Zugunglück in Italien: Suche nach Vermissten unter dem Wrack

.
27 Tote, 52 Verletzte, davon elf in kritischem Zustand - das ist die vorläufige Bilanz des schweren Zugsunglücks nördlich der süditalienischen Hafenstadt Bari.

Die Suche nach Vermissten unter den Trümmern sei noch im Gange, berichtete Italiens Verkehrsminister Graziano Delrio in einem Bericht vor dem Parlament am Mittwoch. Die Zahl der Todesopfer könne daher noch steigen. Die Identifizierung der Opfer sei wegen der entstellten Leichen schwierig, berichteten die Behörden. Bisher konnten lediglich 18 der 27 Opfer identifiziert werden. Die meisten Opfer waren Universitätsstudenten, Pendler und Touristen, die zum Flughafen Bari unterwegs waren. Zu den Opfern zählen auch die Lok-Führer der beiden Regionalzüge, die am Dienstag auf der Strecke zwischen Andria und Corato in Apulien frontal zusammengestoßen waren. Einem der beiden Lok-Führern, Pasquale Abbasciano, fehlte nur noch ein Jahr bis zur Pension, berichteten Angehörige. Unter den Toten befand sich auch ein Bauer, der in seinem Olivenhain entlang der Bahnstrecke die Äste eines Olivenbaums schnitt. Er wurde von den Trümmern der Unglückszüge tödlich am Kopf getroffen. Die Gemeinde Adria rief drei Trauertage aus. Die meisten Toten stammten aus dieser Stadt. Eine Schweigeminute wurde um 12.00 Uhr auf allen italienischen Bahnhöfen als Zeichen der Trauer eingehalten.

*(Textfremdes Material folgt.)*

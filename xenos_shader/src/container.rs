//! Parsing for the Xenos shader container format.
//!
//! A container starts with a [`ShaderContainer`] header followed by a virtual
//! region holding the D3DX constant table, the literal definition table and
//! the stage header, and a physical region holding literal values and the
//! microcode itself.

use std::ops::Range;
use std::string::FromUtf8Error;

use bitflags::bitflags;
use thiserror::Error;
use tracing::trace;

use crate::reader::{bits, EofError, Reader};

/// Upper 24 bits of the container flag dword.
pub const CONTAINER_MAGIC: u32 = 0x102A_1100;

/// Container header at offset 0. All fields big-endian.
#[derive(Copy, Clone, Debug, PartialEq, Eq)]
pub struct ShaderContainer {
    pub flags: u32,
    pub virtual_size: u32,
    pub physical_size: u32,
    pub constant_table_offset: u32,
    pub definition_table_offset: u32,
    pub shader_offset: u32,
}

#[derive(Debug, Error)]
pub enum ContainerError {
    #[error(transparent)]
    Eof(#[from] EofError),
    #[error("bad container magic: {0:#010X}")]
    BadMagic(u32),
    #[error("reserved container fields must be zero")]
    ReservedNotZero,
    #[error("constant table offset is zero")]
    NoConstantTable,
}

impl ShaderContainer {
    /// Size of the header in bytes.
    pub const SIZE: usize = 36;

    pub fn parse(bytes: &[u8]) -> Result<Self, ContainerError> {
        let mut reader = Reader::new(bytes);

        let flags = reader.u32("flags")?;
        if flags & 0xFFFF_FF00 != CONTAINER_MAGIC {
            return Err(ContainerError::BadMagic(flags));
        }

        let virtual_size = reader.u32("virtual_size")?;
        let physical_size = reader.u32("physical_size")?;
        reader.skip(4, "field_c")?;
        let constant_table_offset = reader.u32("constant_table_offset")?;
        let definition_table_offset = reader.u32("definition_table_offset")?;
        let shader_offset = reader.u32("shader_offset")?;
        let reserved0 = reader.u32("reserved0")?;
        let reserved1 = reader.u32("reserved1")?;

        if reserved0 != 0 || reserved1 != 0 {
            return Err(ContainerError::ReservedNotZero);
        }

        if constant_table_offset == 0 {
            return Err(ContainerError::NoConstantTable);
        }

        Ok(Self {
            flags,
            virtual_size,
            physical_size,
            constant_table_offset,
            definition_table_offset,
            shader_offset,
        })
    }

    /// Bit 0 of the flags selects the stage: set for vertex, clear for pixel.
    pub const fn is_pixel_shader(&self) -> bool {
        self.flags & 1 == 0
    }

    /// Total length of the container in bytes.
    pub const fn total_size(&self) -> usize {
        self.virtual_size as usize + self.physical_size as usize
    }
}

/// Scans a blob for embedded containers.
///
/// Containers are dword-aligned; each hit is validated through
/// [`ShaderContainer::parse`] and skipped over in full so that container
/// payloads are not themselves scanned.
pub fn scan_containers(bytes: &[u8]) -> Vec<Range<usize>> {
    let mut containers = Vec::new();

    let mut pos = 0;
    while pos + ShaderContainer::SIZE <= bytes.len() {
        let flags = u32::from_be_bytes(bytes[pos..pos + 4].try_into().unwrap());
        if flags & 0xFFFF_FF00 == CONTAINER_MAGIC {
            if let Ok(container) = ShaderContainer::parse(&bytes[pos..]) {
                let total = container.total_size();
                if total >= ShaderContainer::SIZE && pos + total <= bytes.len() {
                    trace!(offset = pos, size = total, "found embedded container");
                    containers.push(pos..pos + total);
                    pos += (total + 3) & !3;
                    continue;
                }
            }
        }

        pos += 4;
    }

    containers
}

/// `D3DXREGISTER_SET`.
#[derive(Copy, Clone, Debug, PartialEq, Eq, Hash)]
pub enum RegisterSet {
    Bool,
    Int4,
    Float4,
    Sampler,
}

impl RegisterSet {
    fn from_u16(value: u16) -> Option<Self> {
        match value {
            0 => Some(Self::Bool),
            1 => Some(Self::Int4),
            2 => Some(Self::Float4),
            3 => Some(Self::Sampler),
            _ => None,
        }
    }
}

/// One `D3DXSHADER_CONSTANTINFO` record with its name resolved.
#[derive(Clone, Debug, PartialEq, Eq)]
pub struct ConstantInfo {
    pub name: String,
    pub register_set: RegisterSet,
    pub register_index: u16,
    pub register_count: u16,
}

/// The D3DX-style constant table embedded in the virtual region.
#[derive(Clone, Debug, Default)]
pub struct ConstantTable {
    pub constants: Vec<ConstantInfo>,
}

#[derive(Debug, Error)]
pub enum ConstantTableError {
    #[error(transparent)]
    Eof(#[from] EofError),
    #[error("unknown register set value {0} for constant {1:?}")]
    UnknownRegisterSet(u16, String),
    #[error("constant name at offset {0} is not terminated")]
    UnterminatedName(usize),
    #[error("constant name is not valid utf-8: {0}")]
    InvalidName(FromUtf8Error),
}

impl ConstantTable {
    /// Parses the table at `offset` inside the container.
    ///
    /// `offset` points at the `ConstantTableContainer`, a size dword followed
    /// by the table proper. Name and record offsets are relative to the table
    /// proper, not to the outer container.
    pub fn parse(bytes: &[u8], offset: usize) -> Result<Self, ConstantTableError> {
        let mut reader = Reader::at(bytes, offset);
        reader.skip(4, "constant_table_container")?;

        let base = offset + 4;
        reader.skip(12, "constant_table_header")?;
        let count = reader.u32("constants")?;
        let constant_info = reader.u32("constant_info")?;

        let mut constants = Vec::with_capacity(count as usize);
        for i in 0..count {
            let mut record = Reader::at(bytes, base + constant_info as usize + i as usize * 20);

            let name_offset = record.u32("constant_name_offset")?;
            let register_set = record.u16("register_set")?;
            let register_index = record.u16("register_index")?;
            let register_count = record.u16("register_count")?;

            let name = read_name(bytes, base + name_offset as usize)?;

            let Some(register_set) = RegisterSet::from_u16(register_set) else {
                return Err(ConstantTableError::UnknownRegisterSet(register_set, name));
            };

            constants.push(ConstantInfo {
                name,
                register_set,
                register_index,
                register_count,
            });
        }

        Ok(Self { constants })
    }
}

fn read_name(bytes: &[u8], offset: usize) -> Result<String, ConstantTableError> {
    let tail = bytes
        .get(offset..)
        .ok_or(ConstantTableError::UnterminatedName(offset))?;
    let len = tail
        .iter()
        .position(|&b| b == 0)
        .ok_or(ConstantTableError::UnterminatedName(offset))?;

    String::from_utf8(tail[..len].to_vec()).map_err(ConstantTableError::InvalidName)
}

/// A float4 literal definition; values live in the physical region.
#[derive(Copy, Clone, Debug, PartialEq, Eq)]
pub struct Float4Definition {
    pub register_index: u16,
    pub count: u16,
    pub physical_offset: u32,
}

/// An int4 literal definition with inline packed byte-quads.
#[derive(Clone, Debug, PartialEq, Eq)]
pub struct Int4Definition {
    pub register_index: u16,
    pub values: Vec<u32>,
}

/// The two NUL-separated literal sub-tables.
#[derive(Clone, Debug, Default)]
pub struct DefinitionTable {
    pub float4: Vec<Float4Definition>,
    pub int4: Vec<Int4Definition>,
}

impl DefinitionTable {
    pub fn parse(bytes: &[u8], offset: usize) -> Result<Self, EofError> {
        let mut reader = Reader::at(bytes, offset);
        // field0..fieldC and the size dword.
        reader.skip(20, "definition_table_header")?;

        let mut float4 = Vec::new();
        while reader.peek_u32("float4_definition")? != 0 {
            let register_index = reader.u16("float4_register_index")?;
            let count = reader.u16("float4_count")?;
            let physical_offset = reader.u32("float4_physical_offset")?;

            float4.push(Float4Definition {
                register_index,
                count,
                physical_offset,
            });
        }
        reader.skip(4, "float4_terminator")?;

        let mut int4 = Vec::new();
        while reader.peek_u32("int4_definition")? != 0 {
            let register_index = reader.u16("int4_register_index")?;
            let count = reader.u16("int4_count")?;

            let mut values = Vec::with_capacity(count as usize);
            for _ in 0..count {
                values.push(reader.u32("int4_value")?);
            }

            int4.push(Int4Definition {
                register_index,
                values,
            });
        }

        Ok(Self { float4, int4 })
    }
}

/// `D3DDECLUSAGE` as carried by vertex elements and interpolators.
#[derive(Copy, Clone, Debug, PartialEq, Eq, Hash)]
pub enum DeclUsage {
    Position,
    BlendWeight,
    BlendIndices,
    Normal,
    PointSize,
    TexCoord,
    Tangent,
    Binormal,
    TessFactor,
    PositionT,
    Color,
    Fog,
    Depth,
    Sample,
}

impl DeclUsage {
    /// Index into per-usage lookup tables; matches the D3D encoding.
    pub const fn as_usize(self) -> usize {
        self as usize
    }

    pub fn from_u32(value: u32) -> Option<Self> {
        Some(match value {
            0 => Self::Position,
            1 => Self::BlendWeight,
            2 => Self::BlendIndices,
            3 => Self::Normal,
            4 => Self::PointSize,
            5 => Self::TexCoord,
            6 => Self::Tangent,
            7 => Self::Binormal,
            8 => Self::TessFactor,
            9 => Self::PositionT,
            10 => Self::Color,
            11 => Self::Fog,
            12 => Self::Depth,
            13 => Self::Sample,
            _ => return None,
        })
    }
}

#[derive(Debug, Error)]
#[error("unknown vertex declaration usage {0}")]
pub struct UnknownUsage(pub u32);

/// One entry of the vertex element table.
#[derive(Copy, Clone, Debug, PartialEq, Eq)]
pub struct VertexElement {
    pub address: u32,
    pub usage: DeclUsage,
    pub usage_index: u32,
}

impl VertexElement {
    pub fn from_raw(raw: u32) -> Result<Self, UnknownUsage> {
        let usage = bits(raw.into(), 12, 4);

        Ok(Self {
            address: bits(raw.into(), 0, 12),
            usage: DeclUsage::from_u32(usage).ok_or(UnknownUsage(usage))?,
            usage_index: bits(raw.into(), 16, 4),
        })
    }
}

Ermittlung wegen fahrlässiger Tötung

Die Suche nach der Ursache des Unglücks ist voll im Gange. Minister Delrio kündigte die Einrichtung einer Untersuchungskommission, die die Hintergründe der Katastrophe klären soll. Die Staatsanwaltschaft der Region ermittelt wegen mehrfacher fahrlässiger Tötung gegen unbekannt. Sie will auch feststellen, warum Pläne, die Unglücksstrecke zweigleisig zu machen, bisher nicht umgesetzt wurden. Verschwendung öffentlicher Gelder wird befürchtet. Vermutet wird menschliches Versagen oder ein technisches Problem. Einer der beiden Züge war mit einer Verspätung von einigen Minuten unterwegs. Gefunden wurde bisher nur eine Blackbox, nach der zweiten wird noch gesucht. Sie sollen wichtige Informationen über die Ursachen eines der schwersten Zugsunglücke der vergangenen Jahrzehnte in Italien geben.

Veraltetes Bahnnetz

Nach dem Bahnunglück ist eine heftige Diskussion über das veraltete regionale Bahnnetz in Süditalien entflammt. Konsumentenschutzverbände klagten, dass die Staatsbahnen in den vergangenen Jahren massiv in das rentable Hochgeschwindigkeitsnetz auf der Nord-Süd-Achse Turin-Mailand-Rom investiert und dabei das regionale Bahnnetz, vor allem im Süden, schwer vernachlässigt hätten. Ein geplanter Ausbau der Strecke zwischen Corato und Andria auf zwei Gleise war erst kürzlich wegen Finanzierungsproblemen verschoben worden. Italiens Bahnchef Renato Mazzoncini bestritt, dass eingleisige Bahnlinien gefährlich seien. "In Italien und im Rest der Welt sind die meisten Bahnlinien eingleisig. Das Sicherheitssystem hängt nicht von der Zahl der Gleise ab", sagte der CEO der Staatsbahnen (FS). 2.700 Kilometer Bahnnetz seien in Italien eingleisig.